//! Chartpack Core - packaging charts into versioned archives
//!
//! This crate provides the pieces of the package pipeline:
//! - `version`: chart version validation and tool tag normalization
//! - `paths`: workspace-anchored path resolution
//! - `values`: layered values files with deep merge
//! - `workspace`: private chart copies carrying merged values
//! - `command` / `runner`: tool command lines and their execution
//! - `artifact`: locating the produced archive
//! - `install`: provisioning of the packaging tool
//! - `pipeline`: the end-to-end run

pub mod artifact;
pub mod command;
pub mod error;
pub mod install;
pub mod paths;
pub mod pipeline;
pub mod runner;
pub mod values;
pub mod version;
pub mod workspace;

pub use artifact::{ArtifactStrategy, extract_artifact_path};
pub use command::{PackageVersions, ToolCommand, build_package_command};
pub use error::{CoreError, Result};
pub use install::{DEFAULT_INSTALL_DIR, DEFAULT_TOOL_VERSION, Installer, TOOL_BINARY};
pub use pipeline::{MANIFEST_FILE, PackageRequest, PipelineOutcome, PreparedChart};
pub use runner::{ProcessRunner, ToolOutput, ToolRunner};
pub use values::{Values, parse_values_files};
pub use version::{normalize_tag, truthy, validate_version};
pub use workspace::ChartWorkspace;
_ _ _ _
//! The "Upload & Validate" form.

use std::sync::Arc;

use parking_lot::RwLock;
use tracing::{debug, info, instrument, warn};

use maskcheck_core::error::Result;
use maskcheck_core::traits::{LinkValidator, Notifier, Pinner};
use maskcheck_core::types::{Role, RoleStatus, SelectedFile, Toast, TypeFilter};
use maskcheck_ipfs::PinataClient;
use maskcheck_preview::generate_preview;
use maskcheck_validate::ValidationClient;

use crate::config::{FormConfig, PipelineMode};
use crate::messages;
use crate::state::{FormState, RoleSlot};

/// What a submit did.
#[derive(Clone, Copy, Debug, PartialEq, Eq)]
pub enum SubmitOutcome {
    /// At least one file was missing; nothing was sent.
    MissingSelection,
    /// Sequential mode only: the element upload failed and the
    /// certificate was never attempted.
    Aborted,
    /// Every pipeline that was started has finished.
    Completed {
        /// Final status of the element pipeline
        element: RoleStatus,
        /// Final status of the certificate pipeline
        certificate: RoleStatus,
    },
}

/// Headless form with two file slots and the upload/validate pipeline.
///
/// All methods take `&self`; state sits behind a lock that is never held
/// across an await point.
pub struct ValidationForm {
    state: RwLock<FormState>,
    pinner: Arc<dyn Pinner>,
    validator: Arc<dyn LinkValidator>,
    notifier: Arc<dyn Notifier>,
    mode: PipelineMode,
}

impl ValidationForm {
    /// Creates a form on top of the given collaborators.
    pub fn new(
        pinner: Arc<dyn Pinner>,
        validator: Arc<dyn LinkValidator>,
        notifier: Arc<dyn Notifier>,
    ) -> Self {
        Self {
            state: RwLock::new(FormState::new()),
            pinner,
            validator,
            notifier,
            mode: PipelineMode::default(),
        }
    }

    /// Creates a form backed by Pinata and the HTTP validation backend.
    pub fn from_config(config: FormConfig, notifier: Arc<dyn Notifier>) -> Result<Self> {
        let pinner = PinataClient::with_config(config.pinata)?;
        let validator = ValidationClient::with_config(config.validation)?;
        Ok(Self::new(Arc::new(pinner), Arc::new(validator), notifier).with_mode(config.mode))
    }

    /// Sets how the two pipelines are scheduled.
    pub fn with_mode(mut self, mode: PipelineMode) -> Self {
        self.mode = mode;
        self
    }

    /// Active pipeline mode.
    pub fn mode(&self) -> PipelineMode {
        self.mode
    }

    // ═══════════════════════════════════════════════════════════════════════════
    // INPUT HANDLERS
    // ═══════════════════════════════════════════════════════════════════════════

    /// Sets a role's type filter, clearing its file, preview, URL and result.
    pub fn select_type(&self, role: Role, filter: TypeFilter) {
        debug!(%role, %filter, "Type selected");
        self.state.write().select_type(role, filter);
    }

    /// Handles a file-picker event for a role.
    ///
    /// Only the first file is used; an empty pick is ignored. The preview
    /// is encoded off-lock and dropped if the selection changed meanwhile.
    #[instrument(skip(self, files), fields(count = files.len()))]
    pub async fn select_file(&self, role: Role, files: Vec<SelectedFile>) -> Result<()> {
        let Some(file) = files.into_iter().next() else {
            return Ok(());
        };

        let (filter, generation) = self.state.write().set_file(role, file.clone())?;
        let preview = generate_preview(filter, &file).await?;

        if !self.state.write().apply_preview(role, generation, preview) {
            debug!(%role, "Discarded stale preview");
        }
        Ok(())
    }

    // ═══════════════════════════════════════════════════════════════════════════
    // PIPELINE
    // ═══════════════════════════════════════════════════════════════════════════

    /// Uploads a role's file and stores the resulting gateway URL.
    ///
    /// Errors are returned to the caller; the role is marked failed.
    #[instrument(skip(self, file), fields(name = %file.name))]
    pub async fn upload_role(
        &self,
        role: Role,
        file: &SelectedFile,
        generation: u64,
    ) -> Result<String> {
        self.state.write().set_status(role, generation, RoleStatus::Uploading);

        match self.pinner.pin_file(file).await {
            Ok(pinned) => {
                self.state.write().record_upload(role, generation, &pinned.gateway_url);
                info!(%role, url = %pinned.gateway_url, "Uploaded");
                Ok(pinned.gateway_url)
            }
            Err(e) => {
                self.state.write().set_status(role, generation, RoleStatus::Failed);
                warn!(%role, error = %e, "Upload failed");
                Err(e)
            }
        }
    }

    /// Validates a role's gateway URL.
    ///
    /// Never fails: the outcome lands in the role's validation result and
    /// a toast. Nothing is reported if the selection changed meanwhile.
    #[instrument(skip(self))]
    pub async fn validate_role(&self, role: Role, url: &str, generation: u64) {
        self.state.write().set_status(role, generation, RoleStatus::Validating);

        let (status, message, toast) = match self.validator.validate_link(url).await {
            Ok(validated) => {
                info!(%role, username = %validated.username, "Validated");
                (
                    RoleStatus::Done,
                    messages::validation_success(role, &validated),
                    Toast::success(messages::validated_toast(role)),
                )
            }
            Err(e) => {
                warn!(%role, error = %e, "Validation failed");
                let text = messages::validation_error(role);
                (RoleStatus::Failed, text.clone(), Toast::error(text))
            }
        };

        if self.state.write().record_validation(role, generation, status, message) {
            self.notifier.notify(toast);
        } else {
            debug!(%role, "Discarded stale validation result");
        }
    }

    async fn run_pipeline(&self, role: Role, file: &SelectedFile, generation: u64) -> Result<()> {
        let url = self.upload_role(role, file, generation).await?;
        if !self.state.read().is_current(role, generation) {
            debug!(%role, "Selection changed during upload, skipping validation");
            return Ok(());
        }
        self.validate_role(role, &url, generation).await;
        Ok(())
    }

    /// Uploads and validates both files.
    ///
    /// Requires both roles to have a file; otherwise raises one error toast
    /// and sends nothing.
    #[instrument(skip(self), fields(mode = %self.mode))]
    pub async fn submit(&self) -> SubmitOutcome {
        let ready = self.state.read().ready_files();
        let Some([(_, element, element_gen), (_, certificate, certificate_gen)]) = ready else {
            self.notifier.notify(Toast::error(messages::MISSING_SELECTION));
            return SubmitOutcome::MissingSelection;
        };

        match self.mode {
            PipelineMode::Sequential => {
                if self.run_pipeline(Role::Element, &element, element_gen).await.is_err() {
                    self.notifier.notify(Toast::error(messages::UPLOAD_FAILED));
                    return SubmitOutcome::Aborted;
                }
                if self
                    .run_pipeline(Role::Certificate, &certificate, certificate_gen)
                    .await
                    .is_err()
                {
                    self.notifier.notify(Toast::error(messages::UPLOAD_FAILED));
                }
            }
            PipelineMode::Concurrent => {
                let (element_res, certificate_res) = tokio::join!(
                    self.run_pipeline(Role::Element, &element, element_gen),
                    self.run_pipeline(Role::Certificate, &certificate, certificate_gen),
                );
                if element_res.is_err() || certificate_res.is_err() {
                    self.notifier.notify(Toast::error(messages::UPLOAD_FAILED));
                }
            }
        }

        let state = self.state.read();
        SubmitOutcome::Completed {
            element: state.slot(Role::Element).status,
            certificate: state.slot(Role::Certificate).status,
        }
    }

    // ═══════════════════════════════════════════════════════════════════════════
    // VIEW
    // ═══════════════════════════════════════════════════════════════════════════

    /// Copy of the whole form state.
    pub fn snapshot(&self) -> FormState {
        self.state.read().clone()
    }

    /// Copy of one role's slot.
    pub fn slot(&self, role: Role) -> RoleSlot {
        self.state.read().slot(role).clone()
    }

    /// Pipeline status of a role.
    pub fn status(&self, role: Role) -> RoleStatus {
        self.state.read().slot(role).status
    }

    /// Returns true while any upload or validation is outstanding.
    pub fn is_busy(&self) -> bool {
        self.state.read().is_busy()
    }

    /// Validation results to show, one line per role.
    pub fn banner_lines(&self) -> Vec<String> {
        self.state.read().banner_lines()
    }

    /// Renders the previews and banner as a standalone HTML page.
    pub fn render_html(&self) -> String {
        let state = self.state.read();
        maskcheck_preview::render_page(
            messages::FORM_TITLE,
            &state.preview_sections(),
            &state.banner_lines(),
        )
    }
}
_ _ _ _
→ Task description
Copy out, from the listing above, every line that contains the string "ready".

→ Task solution
        let ready = self.state.read().ready_files();
        let Some([(_, element, element_gen), (_, certificate, certificate_gen)]) = ready else {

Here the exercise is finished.